Friday, January 06, 2012

the language of drugs

it's no secret that that pharmaceutical leviathan has appropriated all sorts of media to sell their products. they've been shilling their chemicals in print publications for many, many years. they are on the web, but a relatively recent phenomenon is their tv commercials. any student of pop culture and media would find this new development, tv commercials for prescription medications, fascinating. we've all seen the adds for erectile dysfunction and depression. everything onscreen is sunny, warm and the actors are all well-adjusted and happy after their prescriptions got from their doctors after the patients asked for these drugs by name.

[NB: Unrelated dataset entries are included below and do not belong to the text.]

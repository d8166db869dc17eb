use std::sync::Arc;

use services::{SettingsService, SurveyService};

pub trait UiApp: Send + Sync {
    fn survey(&self) -> Arc<SurveyService>;
    fn settings(&self) -> Arc<SettingsService>;
}

#[derive(Clone)]
pub struct AppContext {
    survey: Arc<SurveyService>,
    settings: Arc<SettingsService>,
}

impl AppContext {
    #[must_use]
    pub fn new(app: &Arc<dyn UiApp>) -> Self {
        Self {
            survey: app.survey(),
            settings: app.settings(),
        }
    }

    #[must_use]
    pub fn survey(&self) -> Arc<SurveyService> {
        Arc::clone(&self.survey)
    }

    #[must_use]
    pub fn settings(&self) -> Arc<SettingsService> {
        Arc::clone(&self.settings)
    }
}

// This context is provided by the application composition root (e.g. `crates/app`).

/// Build an `AppContext` from a UI-facing app implementation.
#[must_use]
pub fn build_app_context(app: &Arc<dyn UiApp>) -> AppContext {
    AppContext::new(app)
}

it's not the language of advertising that i find interesting. writers have appropriated that grammar for some time. rather it is the language of the risks tasking these drugs. because in these ads must be disclosed potential risks in taking these medicines, including the risk of what is not-so-euphemistically called 'a fatal event'. i'm not down-playing the need for these drugs. i am interested in the language used in marketing these chemicals and the language marketers use in relaying the risks involved in taking these medicines.

for if this is indeed the post-capitalist society [i really don't know what that means, even tho i hear it used often enough] then nearly everything has a potential market value and thus there is a language to sell it. including those items that was once rather private and maybe even sacrosanct because the old language for prescriptions was privileged between physician and patient. thems were the old days. now these prescriptions are marketed to us in a big way.

i'm getting off track. the language of risk and the selling of that risk in tv commercials i find worthy of study and might well be put to good use in poetry. you know the words i mean like 'consult your physician if your skin starts peeling off and you begin to see in purple' and 'some users of y experienced polka-dot sight' and 'some users of y experienced a fatal event. if this should occur to you consult your physician'. that sort of thing. it's the tone of the marketer and the absurdity of some of those risk factors i think can be fruitful in writing. the language of drugs is also the language of the market and is too the language of adverts.

but how to use in poems. well now how indeed. i'd imagine jonathan swift, were he alive and writing today, going to town. i recall a poem by polish poet ryszard krynicki that used the tone and language of a tv quiz show. i remember that being a pretty good example of life in the post-, or post-post, modern age. now matter what the age there is always it seems an excessive level of absurdity in our cultures. for writers there appears no shortage of work.


At 5:21 PM, Blogger John B-R said...

Do I owe you or do you owe me the 1st 7 lines of the next bit of our collab? In any case, why don't we write the next few bits in drug commercial language?

At 10:33 PM, Blogger richard lopez said...

you got it! i just sent you the last 7 lines for #22. the next 7 lines i'll use the language of drug marketers.